LETTERS TO THE EDITOR

1/25/2006

3 Comments
     
Tags:
TRY ON TRUTH

Thrice you mischaracterized Tryon Life Community Farm ("Buying the Farm," WW, Dec. 28, 2005; Murmurs, Jan. 11, 2006; "Grading the Mayor," Jan. 18, 2005). Let's get clear.

TLCF demonstrates how grassroots communities can effect meaningful change through broad-based collaboration. Last year, TLCF developed a 501(c)(3) sustainability education center on seven acres of forest and farmland near sensitive steelhead-bearing Tryon Creek in Southwest Portland. Its programs inspired dozens of partnering schools and organizations. Rich, poor; brown, pale; old, young; mainstream, alternative: TLCF appealed diversely. All under imminent threat of bulldozers.

How? Neighbors and volunteers rejected "inevitable" big-money development, choosing a healthier urban growth model interweaving human communities, food production, and native ecosystems. They donated thousands of hours to something they believed in, and Portland was ready.

TLCF miraculously raised $1,000,000. As time ran out, thousands visited, wrote, gave. Together, we succeeded: Last week, the land transferred into Oregon Sustainable Agriculture Land Trust.

But WW missed the story, focusing instead on a "commune" (sic), misstating, "residents...buy their 7-acre parcel."

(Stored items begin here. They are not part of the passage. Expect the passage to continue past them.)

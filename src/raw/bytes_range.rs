// Licensed to the Apache Software Foundation (ASF) under one
// or more contributor license agreements.  See the NOTICE file
// distributed with this work for additional information
// regarding copyright ownership.  The ASF licenses this file
// to you under the Apache License, Version 2.0 (the
// "License"); you may not use this file except in compliance
// with the License.  You may obtain a copy of the License at
//
//   http://www.apache.org/licenses/LICENSE-2.0
//
// Unless required by applicable law or agreed to in writing,
// software distributed under the License is distributed on an
// "AS IS" BASIS, WITHOUT WARRANTIES OR CONDITIONS OF ANY
// KIND, either express or implied.  See the License for the
// specific language governing permissions and limitations
// under the License.

use std::fmt::Display;
use std::fmt::Formatter;

use crate::Error;
use crate::ErrorKind;
use crate::Result;

/// BytesRange(offset, size) carries a parsed `Range` request.
///
/// - `(None, None)` means the full entity.
/// - `(Some(offset), Some(size))` means `[offset, offset + size)`.
/// - `(Some(offset), None)` means `[offset, ..)`, from offset to the end.
/// - `(None, Some(size))` means the suffix form `-size`, the last `size`
///   bytes.
///
/// Offsets are absolute; sizes are byte counts, never inclusive end
/// positions. `complete` resolves the range against a concrete total size,
/// applying the clamping rules for suffix and open-ended forms.
#[derive(Debug, Default, Clone, Copy, Eq, PartialEq)]
pub struct BytesRange(
    /// Offset of the range.
    Option<u64>,
    /// Size of the range.
    Option<u64>,
);

impl BytesRange {
    /// Create a new `BytesRange`.
    pub fn new(offset: Option<u64>, size: Option<u64>) -> Self {
        BytesRange(offset, size)
    }

    /// Get the offset of the range.
    pub fn offset(&self) -> Option<u64> {
        self.0
    }

    /// Get the size of the range.
    pub fn size(&self) -> Option<u64> {
        self.1
    }

    /// Check if this range covers the full entity.
    pub fn is_full(&self) -> bool {
        self.0.is_none() && self.1.is_none()
    }

    /// Parse an inbound `Range` header value.
    ///
    /// Only the single-range `bytes=` forms are supported; multipart ranges
    /// are rejected as `BadRequest`.
    pub fn from_header(value: &str) -> Result<Self> {
        let err = |msg: &str| {
            Error::new(ErrorKind::BadRequest, msg.to_string())
                .with_operation("BytesRange::from_header")
                .with_context("value", value)
        };

        let v = value.trim();
        let v = v
            .strip_prefix("bytes=")
            .ok_or_else(|| err("range unit must be bytes"))?;

        if v.contains(',') {
            return Err(err("multipart ranges are not supported"));
        }

        let (start, end) = v.split_once('-').ok_or_else(|| err("missing dash"))?;

        let parse = |s: &str| {
            s.parse::<u64>()
                .map_err(|_| err("range bound is not a number"))
        };

        match (start.is_empty(), end.is_empty()) {
            // `bytes=-suffix`
            (true, false) => {
                let suffix = parse(end)?;
                if suffix == 0 {
                    return Err(err("zero suffix length"));
                }
                Ok(BytesRange::new(None, Some(suffix)))
            }
            // `bytes=a-`
            (false, true) => Ok(BytesRange::new(Some(parse(start)?), None)),
            // `bytes=a-b`, end inclusive
            (false, false) => {
                let a = parse(start)?;
                let b = parse(end)?;
                if b < a {
                    return Err(err("range end before start"));
                }
                Ok(BytesRange::new(Some(a), Some(b - a + 1)))
            }
            (true, true) => Err(err("empty range")),
        }
    }

    /// Resolve this range against the total entity size, producing the
    /// concrete `(offset, len)` to serve.
    ///
    /// Suffix ranges larger than the entity clamp to the whole entity, and
    /// `a-b` ends past the entity clamp to its end. An offset at or past the
    /// end is unsatisfiable, except on a zero-length entity where every range
    /// degenerates to `(0, 0)`.
    pub fn complete(&self, total: u64) -> Result<(u64, u64)> {
        if total == 0 {
            return Ok((0, 0));
        }

        match (self.0, self.1) {
            (None, None) => Ok((0, total)),
            (None, Some(suffix)) => {
                let len = suffix.min(total);
                Ok((total - len, len))
            }
            (Some(offset), size) => {
                if offset >= total {
                    return Err(Error::new(
                        ErrorKind::RangeNotSatisfiable,
                        format!("range offset {offset} is beyond total size {total}"),
                    ));
                }
                let len = match size {
                    Some(size) => size.min(total - offset),
                    None => total - offset,
                };
                Ok((offset, len))
            }
        }
    }
}

impl Display for BytesRange {
    /// Render as an outbound `Range` header value.
    fn fmt(&self, f: &mut Formatter<'_>) -> std::fmt::Result {
        match (self.0, self.1) {
            (None, None) => write!(f, "bytes=0-"),
            (None, Some(size)) => write!(f, "bytes=-{size}"),
            (Some(offset), None) => write!(f, "bytes={offset}-"),
            (Some(offset), Some(size)) => write!(f, "bytes={}-{}", offset, offset + size - 1),
        }
    }
}

/// Render a `Content-Range` header value for a 206 response.
pub fn format_content_range(offset: u64, len: u64, total: u64) -> String {
    debug_assert!(len > 0, "content range of an empty body");
    format!("bytes {}-{}/{}", offset, offset + len - 1, total)
}
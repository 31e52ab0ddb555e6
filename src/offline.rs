// Licensed to the Apache Software Foundation (ASF) under one
// or more contributor license agreements.  See the NOTICE file
// distributed with this work for additional information
// regarding copyright ownership.  The ASF licenses this file
// to you under the Apache License, Version 2.0 (the
// "License"); you may not use this file except in compliance
// with the License.  You may obtain a copy of the License at
//
//   http://www.apache.org/licenses/LICENSE-2.0
//
// Unless required by applicable law or agreed to in writing,
// software distributed under the License is distributed on an
// "AS IS" BASIS, WITHOUT WARRANTIES OR CONDITIONS OF ANY
// KIND, either express or implied.  See the License for the
// specific language governing permissions and limitations
// under the License.

use std::sync::atomic::AtomicU8;
use std::sync::atomic::Ordering;

use crate::Error;
use crate::ErrorKind;
use crate::Result;

/// Why outbound traffic is forbidden.
#[derive(Clone, Copy, Debug, PartialEq, Eq)]
pub enum OfflineReason {
    /// Switched on by configuration at startup.
    Config,
    /// Switched on by an operator at runtime.
    Operator,
}

const ONLINE: u8 = 0;
const OFFLINE_CONFIG: u8 = 1;
const OFFLINE_OPERATOR: u8 = 2;

/// Global toggle that forbids upstream contact.
///
/// When offline, metadata reads are served from the cache only and block
/// fetches fail with `OfflineMiss`; blocks already on disk serve normally.
#[derive(Debug, Default)]
pub struct OfflineGuard {
    state: AtomicU8,
}

impl OfflineGuard {
    /// Create a guard, optionally starting offline per config.
    pub fn new(offline: bool) -> Self {
        let guard = OfflineGuard::default();
        if offline {
            guard.set_offline(OfflineReason::Config);
        }
        guard
    }

    /// Whether outbound traffic is currently forbidden.
    pub fn is_offline(&self) -> bool {
        self.state.load(Ordering::Acquire) != ONLINE
    }

    /// The reason for being offline, if offline.
    pub fn reason(&self) -> Option<OfflineReason> {
        match self.state.load(Ordering::Acquire) {
            OFFLINE_CONFIG => Some(OfflineReason::Config),
            OFFLINE_OPERATOR => Some(OfflineReason::Operator),
            _ => None,
        }
    }

    /// Forbid outbound traffic.
    pub fn set_offline(&self, reason: OfflineReason) {
        let state = match reason {
            OfflineReason::Config => OFFLINE_CONFIG,
            OfflineReason::Operator => OFFLINE_OPERATOR,
        };
        self.state.store(state, Ordering::Release);
    }

    /// Allow outbound traffic again.
    pub fn set_online(&self) {
        self.state.store(ONLINE, Ordering::Release);
    }

    /// Fail with `OfflineMiss` when outbound traffic is forbidden. Every
    /// upstream call checks this before leaving the process.
    pub fn check(&self) -> Result<()> {
        if self.is_offline() {
            return Err(Error::new(
                ErrorKind::OfflineMiss,
                "offline mode forbids upstream contact",
            ));
        }
        Ok(())
    }
}
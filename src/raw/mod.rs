// Licensed to the Apache Software Foundation (ASF) under one
// or more contributor license agreements.  See the NOTICE file
// distributed with this work for additional information
// regarding copyright ownership.  The ASF licenses this file
// to you under the Apache License, Version 2.0 (the
// "License"); you may not use this file except in compliance
// with the License.  You may obtain a copy of the License at
//
//   http://www.apache.org/licenses/LICENSE-2.0
//
// Unless required by applicable law or agreed to in writing,
// software distributed under the License is distributed on an
// "AS IS" BASIS, WITHOUT WARRANTIES OR CONDITIONS OF ANY
// KIND, either express or implied.  See the License for the
// specific language governing permissions and limitations
// under the License.

//! Raw building blocks shared across components: byte ranges, repo
//! coordinates, header plumbing.

mod bytes_range;
pub use bytes_range::format_content_range;
pub use bytes_range::BytesRange;

use std::fmt::Display;
use std::fmt::Formatter;
use std::str::FromStr;

use http::HeaderMap;
use once_cell::sync::Lazy;
use percent_encoding::utf8_percent_encode;
use percent_encoding::AsciiSet;
use percent_encoding::NON_ALPHANUMERIC;
use regex::Regex;
use serde::Deserialize;
use serde::Serialize;

use crate::Error;
use crate::ErrorKind;
use crate::Result;

/// The kind of hub repository a request addresses.
#[derive(Clone, Copy, Debug, Eq, PartialEq, Hash, Serialize, Deserialize)]
#[serde(rename_all = "lowercase")]
pub enum RepoType {
    Model,
    Dataset,
    Space,
}

impl RepoType {
    /// The plural path segment used both in API URLs and in the on-disk
    /// layout, e.g. `models`.
    pub fn as_segment(&self) -> &'static str {
        match self {
            RepoType::Model => "models",
            RepoType::Dataset => "datasets",
            RepoType::Space => "spaces",
        }
    }

    /// The upstream URL prefix for repo file paths. Models live at the URL
    /// root, datasets and spaces under their segment.
    pub fn file_prefix(&self) -> &'static str {
        match self {
            RepoType::Model => "",
            RepoType::Dataset => "datasets/",
            RepoType::Space => "spaces/",
        }
    }
}

impl Display for RepoType {
    fn fmt(&self, f: &mut Formatter<'_>) -> std::fmt::Result {
        write!(f, "{}", self.as_segment())
    }
}

impl FromStr for RepoType {
    type Err = Error;

    fn from_str(s: &str) -> Result<Self> {
        match s {
            "models" | "model" => Ok(RepoType::Model),
            "datasets" | "dataset" => Ok(RepoType::Dataset),
            "spaces" | "space" => Ok(RepoType::Space),
            _ => Err(Error::new(
                ErrorKind::BadRequest,
                format!("unknown repo type: {s}"),
            )),
        }
    }
}

static COMMIT_HASH: Lazy<Regex> =
    Lazy::new(|| Regex::new("^[0-9a-f]{40}$").expect("commit hash regex must compile"));

/// Whether a revision string is already a canonical 40-hex commit hash.
pub fn is_commit_hash(revision: &str) -> bool {
    COMMIT_HASH.is_match(revision)
}

/// Encoding set for URL path parts: keep `/` and the unreserved characters.
static PATH_ENCODE_SET: AsciiSet = NON_ALPHANUMERIC
    .remove(b'/')
    .remove(b'-')
    .remove(b'_')
    .remove(b'.')
    .remove(b'~');

/// Percent-encode a URL path, leaving separators intact.
pub fn percent_encode_path(path: &str) -> String {
    utf8_percent_encode(path, &PATH_ENCODE_SET).to_string()
}

/// Hop-by-hop headers are stripped in both directions; they describe a single
/// transport link, not the end-to-end exchange.
const HOP_BY_HOP_HEADERS: &[&str] = &[
    "connection",
    "keep-alive",
    "proxy-authenticate",
    "proxy-authorization",
    "proxy-connection",
    "te",
    "trailer",
    "transfer-encoding",
    "upgrade",
];

/// Whether a header is hop-by-hop.
pub fn is_hop_by_hop(name: &str) -> bool {
    HOP_BY_HOP_HEADERS
        .iter()
        .any(|h| name.eq_ignore_ascii_case(h))
}

/// Read a header as an UTF-8 string, if present and valid.
pub fn parse_header_str<'a>(headers: &'a HeaderMap, name: &str) -> Option<&'a str> {
    headers.get(name).and_then(|v| v.to_str().ok())
}

/// Read a header as a u64, if present and numeric.
pub fn parse_header_u64(headers: &HeaderMap, name: &str) -> Option<u64> {
    parse_header_str(headers, name).and_then(|v| v.parse().ok())
}

/// ETag values arrive quoted and sometimes weak (`W/"..."`); compare and
/// store the bare opaque value.
pub fn trim_etag(etag: &str) -> &str {
    etag.trim_start_matches("W/").trim_matches('"')
}

/// Interpret a 64-hex etag-like value as a SHA-256 content digest.
pub fn digest_from_etag(etag: &str) -> Option<[u8; 32]> {
    let raw = trim_etag(etag);
    if raw.len() != 64 {
        return None;
    }
    let mut out = [0u8; 32];
    hex::decode_to_slice(raw, &mut out).ok()?;
    Some(out)
}
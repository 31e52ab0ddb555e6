// Licensed to the Apache Software Foundation (ASF) under one
// or more contributor license agreements.  See the NOTICE file
// distributed with this work for additional information
// regarding copyright ownership.  The ASF licenses this file
// to you under the Apache License, Version 2.0 (the
// "License"); you may not use this file except in compliance
// with the License.  You may obtain a copy of the License at
//
//   http://www.apache.org/licenses/LICENSE-2.0
//
// Unless required by applicable law or agreed to in writing,
// software distributed under the License is distributed on an
// "AS IS" BASIS, WITHOUT WARRANTIES OR CONDITIONS OF ANY
// KIND, either express or implied.  See the License for the
// specific language governing permissions and limitations
// under the License.

//! Errors returned by hubmirror.

use std::fmt;
use std::fmt::Debug;
use std::fmt::Display;
use std::fmt::Formatter;
use std::io;

/// Result that is a wrapper of `std::result::Result<T, hubmirror::Error>`.
pub type Result<T> = std::result::Result<T, Error>;

/// ErrorKind is all kinds of errors hubmirror can return.
#[derive(Clone, Copy, Debug, PartialEq, Eq)]
#[non_exhaustive]
pub enum ErrorKind {
    /// hubmirror doesn't know what happened here, and no actions other than
    /// returning it back. For example, an upstream internal service error.
    Unexpected,
    /// The config for a service or the whole process is invalid.
    ConfigInvalid,
    /// The inbound request is malformed: bad URL shape or bad `Range`.
    BadRequest,
    /// The requested entity doesn't exist, either locally or upstream.
    NotFound,
    /// PolicyEngine refused to proxy this repository.
    ProxyDenied,
    /// PolicyEngine refused to cache this repository. Informational, never
    /// fails a request on its own.
    CacheDenied,
    /// The requested range lies entirely outside the file.
    RangeNotSatisfiable,
    /// The upstream didn't answer within the request timeout.
    UpstreamTimeout,
    /// The upstream answered with a non-success HTTP status.
    UpstreamHttp,
    /// The upstream was unreachable at the transport level.
    UpstreamNetwork,
    /// The upstream reports a different total size than the cached file.
    SizeMismatch,
    /// A finalized file doesn't hash to the digest the upstream declared.
    DigestMismatch,
    /// The sidecar header or bitmap can't be decoded.
    BitmapCorrupt,
    /// The cache volume has no space left; caching is skipped.
    DiskFull,
    /// Offline mode is on and the requested bytes are not in the cache.
    OfflineMiss,
    /// The request was abandoned before it finished.
    Cancelled,
}

impl ErrorKind {
    /// Convert self into static str.
    pub fn into_static(self) -> &'static str {
        self.into()
    }
}

impl Display for ErrorKind {
    fn fmt(&self, f: &mut Formatter<'_>) -> fmt::Result {
        write!(f, "{}", self.into_static())
    }
}

impl From<ErrorKind> for &'static str {
    fn from(v: ErrorKind) -> &'static str {
        match v {
            ErrorKind::Unexpected => "Unexpected",
            ErrorKind::ConfigInvalid => "ConfigInvalid",
            ErrorKind::BadRequest => "BadRequest",
            ErrorKind::NotFound => "NotFound",
            ErrorKind::ProxyDenied => "ProxyDenied",
            ErrorKind::CacheDenied => "CacheDenied",
            ErrorKind::RangeNotSatisfiable => "RangeNotSatisfiable",
            ErrorKind::UpstreamTimeout => "UpstreamTimeout",
            ErrorKind::UpstreamHttp => "UpstreamHttp",
            ErrorKind::UpstreamNetwork => "UpstreamNetwork",
            ErrorKind::SizeMismatch => "SizeMismatch",
            ErrorKind::DigestMismatch => "DigestMismatch",
            ErrorKind::BitmapCorrupt => "BitmapCorrupt",
            ErrorKind::DiskFull => "DiskFull",
            ErrorKind::OfflineMiss => "OfflineMiss",
            ErrorKind::Cancelled => "Cancelled",
        }
    }
}

#[derive(Clone, Copy, Debug, PartialEq, Eq)]
enum ErrorStatus {
    /// Permanent means without external changes, the error never changes.
    Permanent,
    /// Temporary means this error is returned for a temporary reason and the
    /// caller is free to retry.
    Temporary,
    /// Persistent means this error used to be temporary but retries have been
    /// exhausted.
    Persistent,
}

impl Display for ErrorStatus {
    fn fmt(&self, f: &mut Formatter<'_>) -> fmt::Result {
        match self {
            ErrorStatus::Permanent => write!(f, "permanent"),
            ErrorStatus::Temporary => write!(f, "temporary"),
            ErrorStatus::Persistent => write!(f, "persistent"),
        }
    }
}

/// Error is the error struct returned by all hubmirror functions.
pub struct Error {
    kind: ErrorKind,
    message: String,

    status: ErrorStatus,
    operation: &'static str,
    context: Vec<(&'static str, String)>,
    source: Option<anyhow::Error>,
}

impl Display for Error {
    fn fmt(&self, f: &mut Formatter<'_>) -> fmt::Result {
        write!(f, "{} ({}) at {}", self.kind, self.status, self.operation)?;

        if !self.context.is_empty() {
            write!(f, ", context: {{ ")?;
            write!(
                f,
                "{}",
                self.context
                    .iter()
                    .map(|(k, v)| format!("{k}: {v}"))
                    .collect::<Vec<_>>()
                    .join(", ")
            )?;
            write!(f, " }}")?;
        }

        if !self.message.is_empty() {
            write!(f, " => {}", self.message)?;
        }

        if let Some(source) = &self.source {
            write!(f, ", source: {source}")?;
        }

        Ok(())
    }
}

impl Debug for Error {
    fn fmt(&self, f: &mut Formatter<'_>) -> fmt::Result {
        writeln!(
            f,
            "{} ({}) at {} => {}",
            self.kind, self.status, self.operation, self.message
        )?;
        if !self.context.is_empty() {
            writeln!(f)?;
            writeln!(f, "Context:")?;
            for (k, v) in self.context.iter() {
                writeln!(f, "    {k}: {v}")?;
            }
        }
        if let Some(source) = &self.source {
            writeln!(f)?;
            writeln!(f, "Source: {source:?}")?;
        }

        Ok(())
    }
}

impl std::error::Error for Error {
    fn source(&self) -> Option<&(dyn std::error::Error + 'static)> {
        self.source.as_ref().map(|v| v.as_ref())
    }
}

impl Error {
    /// Create a new Error with error kind and message.
    pub fn new(kind: ErrorKind, message: impl Into<String>) -> Self {
        Self {
            kind,
            message: message.into(),

            status: ErrorStatus::Permanent,
            operation: "",
            context: Vec::default(),
            source: None,
        }
    }

    /// Update error's operation.
    ///
    /// If the error already carries an operation, the old one is pushed into
    /// the context.
    pub fn with_operation(mut self, operation: &'static str) -> Self {
        if !self.operation.is_empty() {
            self.context.push(("called", self.operation.to_string()));
        }

        self.operation = operation;
        self
    }

    /// Add more context in error.
    pub fn with_context(mut self, key: &'static str, value: impl Into<String>) -> Self {
        self.context.push((key, value.into()));
        self
    }

    /// Set source for error.
    ///
    /// # Notes
    ///
    /// If the source has been set, we will raise a panic here.
    pub fn set_source(mut self, src: impl Into<anyhow::Error>) -> Self {
        debug_assert!(self.source.is_none(), "the source error has been set");

        self.source = Some(src.into());
        self
    }

    /// Set the error status to permanent.
    pub fn set_permanent(mut self) -> Self {
        self.status = ErrorStatus::Permanent;
        self
    }

    /// Set the error status to temporary: the caller is allowed to retry.
    pub fn set_temporary(mut self) -> Self {
        self.status = ErrorStatus::Temporary;
        self
    }

    /// Set the error status to persistent: retries were performed and
    /// exhausted.
    pub fn set_persistent(mut self) -> Self {
        self.status = ErrorStatus::Persistent;
        self
    }

    /// Return error's kind.
    pub fn kind(&self) -> ErrorKind {
        self.kind
    }

    /// Check if this error is temporary.
    pub fn is_temporary(&self) -> bool {
        self.status == ErrorStatus::Temporary
    }

    /// The message alone, without operation or context, for user-facing
    /// response bodies.
    pub fn message(&self) -> &str {
        &self.message
    }
}

impl From<Error> for io::Error {
    fn from(err: Error) -> Self {
        let kind = match err.kind() {
            ErrorKind::NotFound => io::ErrorKind::NotFound,
            ErrorKind::ProxyDenied => io::ErrorKind::PermissionDenied,
            ErrorKind::UpstreamTimeout => io::ErrorKind::TimedOut,
            _ => io::ErrorKind::Other,
        };

        io::Error::new(kind, err)
    }
}

/// Wrap a `std::io::Error` into a cache error, spotting disk-full conditions
/// so callers can downgrade to pass-through.
pub fn new_std_io_error(err: io::Error) -> Error {
    let kind = match err.kind() {
        io::ErrorKind::NotFound => ErrorKind::NotFound,
        // ENOSPC arrives as `Other` with raw os error 28 on unix while
        // `io::ErrorKind::StorageFull` is unstable.
        _ if err.raw_os_error() == Some(28) => ErrorKind::DiskFull,
        _ => ErrorKind::Unexpected,
    };

    Error::new(kind, "io operation failed").set_source(err)
}

/// Wrap a tokio `JoinError` from a blocking io task.
pub fn new_task_join_error(err: tokio::task::JoinError) -> Error {
    Error::new(ErrorKind::Unexpected, "io task failed to join").set_source(err)
}
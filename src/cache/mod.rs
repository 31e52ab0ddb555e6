// Licensed to the Apache Software Foundation (ASF) under one
// or more contributor license agreements.  See the NOTICE file
// distributed with this work for additional information
// regarding copyright ownership.  The ASF licenses this file
// to you under the Apache License, Version 2.0 (the
// "License"); you may not use this file except in compliance
// with the License.  You may obtain a copy of the License at
//
//   http://www.apache.org/licenses/LICENSE-2.0
//
// Unless required by applicable law or agreed to in writing,
// software distributed under the License is distributed on an
// "AS IS" BASIS, WITHOUT WARRANTIES OR CONDITIONS OF ANY
// KIND, either express or implied.  See the License for the
// specific language governing permissions and limitations
// under the License.

//! The persistent mirror: block-granular file cache and metadata cache.

mod block_file;
pub use block_file::remove_pair;
pub use block_file::BlockFile;
pub use block_file::OpenArgs;
pub use block_file::RangePresence;

mod chunk_cache;
pub use chunk_cache::BlockFetcher;
pub use chunk_cache::ChunkCache;
pub use chunk_cache::Handle;

mod meta_cache;
pub use meta_cache::MetaCache;
pub use meta_cache::MetaFetcher;
pub use meta_cache::MetaKey;
pub use meta_cache::MetaKind;
pub use meta_cache::MetaValue;

mod eviction;
pub use eviction::spawn_eviction_task;

use std::path::PathBuf;

use crate::raw::RepoType;

/// Uniquely identifies one cached upstream file at one immutable commit.
///
/// Requests arriving with a branch or tag revision are resolved to a commit
/// hash before this key is formed, so `main` and its resolved commit share
/// one BlockFile.
#[derive(Clone, Debug, Eq, PartialEq, Hash)]
pub struct CacheKey {
    pub repo_type: RepoType,
    pub org: String,
    pub name: String,
    pub commit: String,
    pub path: String,
}

impl CacheKey {
    /// The `org/name` form used by the policy engine.
    pub fn repo(&self) -> String {
        format!("{}/{}", self.org, self.name)
    }

    /// Data file path relative to the cache root. Directory separators in
    /// `path` are preserved.
    pub fn data_rel_path(&self) -> PathBuf {
        PathBuf::from(format!(
            "{}/{}/{}/blocks/{}/{}.bin",
            self.repo_type.as_segment(),
            self.org,
            self.name,
            self.commit,
            self.path
        ))
    }

    /// Sidecar path relative to the cache root.
    pub fn meta_rel_path(&self) -> PathBuf {
        self.data_rel_path().with_extension("meta")
    }
}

TLCF shares the farm with a residential community. But residents didn't buy the land; they have no personal equity in it. Residents pay $4,000 a month and volunteer with TLCF to live there.

The real story: This success exemplifies why Portland leads in livability, sustainability and civic engagement. One good idea, two visionary banks, three innovative governments, and thousands of committed individuals protected ecologically critical land, creating a public resource for generations.

Nearly everyone seems to get that, except you and Lars Larson.

John Brush, Tryon Life Community Farm
Southwest Boones Ferry Road

Editor's note: Residents did not buy the property; they raised the money that enabled the farm to be transferred to the land trust. WW regrets the error. For more, see the Q&A on page 11.

This Old House

Add WW itself to the "Losers" column for bad-mouthing the historic-property tax credit program ["Home, Sweet Home," Jan. 11, 2006].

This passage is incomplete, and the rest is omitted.